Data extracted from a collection
//! Command-line interface definition.
use std::path::PathBuf;

use clap::{Parser, Subcommand};

use crate::tasks::RunOptions;

/// Top-level CLI entry point for the dotfiles installer.
#[derive(Parser, Debug)]
#[command(
    name = "dotfiles",
    about = "Link dotfiles into place and install the bundled packages",
    version
)]
pub struct Cli {
    /// Subcommand to run.
    #[command(subcommand)]
    pub command: Command,

    /// Enable verbose output
    #[arg(short, long, global = true)]
    pub verbose: bool,

    /// Options shared across all subcommands.
    #[command(flatten)]
    pub global: GlobalOpts,
}

/// Options shared across all subcommands.
#[derive(Parser, Debug, Clone)]
pub struct GlobalOpts {
    /// Preview changes without applying
    #[arg(short = 'd', long, global = true)]
    pub dry_run: bool,

    /// Override dotfiles root directory
    #[arg(long, global = true)]
    pub root: Option<PathBuf>,

    /// Override the home directory links are created in
    #[arg(long, global = true)]
    pub home: Option<PathBuf>,
}

/// Available subcommands.
#[derive(Subcommand, Debug)]
pub enum Command {
    /// Link dotfiles and install packages
    Install(InstallOpts),
    /// Remove links that point into the repository
    Uninstall,
    /// Check links and expected tools without changing anything
    Verify,
    /// Print version information
    Version,
}

impl Command {
    /// Short name used for the log file.
    #[must_use]
    pub const fn name(&self) -> &'static str {
        match self {
            Self::Install(_) => "install",
            Self::Uninstall => "uninstall",
            Self::Verify => "verify",
            Self::Version => "version",
        }
    }
}

/// Options for the `install` subcommand.
#[derive(Parser, Debug, Clone)]
#[allow(clippy::struct_excessive_bools)]
pub struct InstallOpts {
    /// Do not run the package manager
    #[arg(long, env = "DOTFILES_SKIP_PACKAGES")]
    pub skip_packages: bool,

    /// Move existing files and directories to <name>.backup instead of deleting them
    #[arg(long)]
    pub backup: bool,

    /// Make fish the login shell
    #[arg(long)]
    pub set_shell: bool,
}

impl InstallOpts {
    /// Combine with the global options into run switches.
    #[must_use]
    pub const fn run_options(&self, global: &GlobalOpts) -> RunOptions {
        RunOptions {
            dry_run: global.dry_run,
            backup: self.backup,
            skip_packages: self.skip_packages,
            set_shell: self.set_shell,
        }
    }
}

__Task details__:
Set the data down again in full. Keep it exact.

__Output for this task__:
//! Command-line interface definition.
use std::path::PathBuf;

use clap::{Parser, Subcommand};

use crate::tasks::RunOptions;

/// Top-level CLI entry point for the dotfiles installer.
#[derive(Parser, Debug)]
#[command(
    name = "dotfiles",
    about = "Link dotfiles into place and install the bundled packages",
    version
)]
pub struct Cli {
    /// Subcommand to run.
    #[command(subcommand)]
    pub command: Command,

    /// Enable verbose output
    #[arg(short, long, global = true)]
    pub verbose: bool,

    /// Options shared across all subcommands.
    #[command(flatten)]
    pub global: GlobalOpts,
}

/// Options shared across all subcommands.
#[derive(Parser, Debug, Clone)]
pub struct GlobalOpts {
    /// Preview changes without applying
    #[arg(short = 'd', long, global = true)]
    pub dry_run: bool,

    /// Override dotfiles root directory
    #[arg(long, global = true)]
    pub root: Option<PathBuf>,

    /// Override the home directory links are created in
    #[arg(long, global = true)]
    pub home: Option<PathBuf>,
}

/// Available subcommands.
#[derive(Subcommand, Debug)]
pub enum Command {
    /// Link dotfiles and install packages
    Install(InstallOpts),
    /// Remove links that point into the repository
    Uninstall,
    /// Check links and expected tools without changing anything
    Verify,
    /// Print version information
    Version,
}

impl Command {
    /// Short name used for the log file.
    #[must_use]
    pub const fn name(&self) -> &'static str {
        match self {
            Self::Install(_) => "install",
            Self::Uninstall => "uninstall",
            Self::Verify => "verify",
            Self::Version => "version",
        }
    }
}

/// Options for the `install` subcommand.
#[derive(Parser, Debug, Clone)]
#[allow(clippy::struct_excessive_bools)]
pub struct InstallOpts {
    /// Do not run the package manager
    #[arg(long, env = "DOTFILES_SKIP_PACKAGES")]
    pub skip_packages: bool,

    /// Move existing files and directories to <name>.backup instead of deleting them
    #[arg(long)]
    pub backup: bool,

    /// Make fish the login shell
    #[arg(long)]
    pub set_shell: bool,
}

impl InstallOpts {
    /// Combine with the global options into run switches.
    #[must_use]
    pub const fn run_options(&self, global: &GlobalOpts) -> RunOptions {
        RunOptions {
            dry_run: global.dry_run,
            backup: self.backup,
            skip_packages: self.skip_packages,
            set_shell: self.set_shell,
        }
    }
}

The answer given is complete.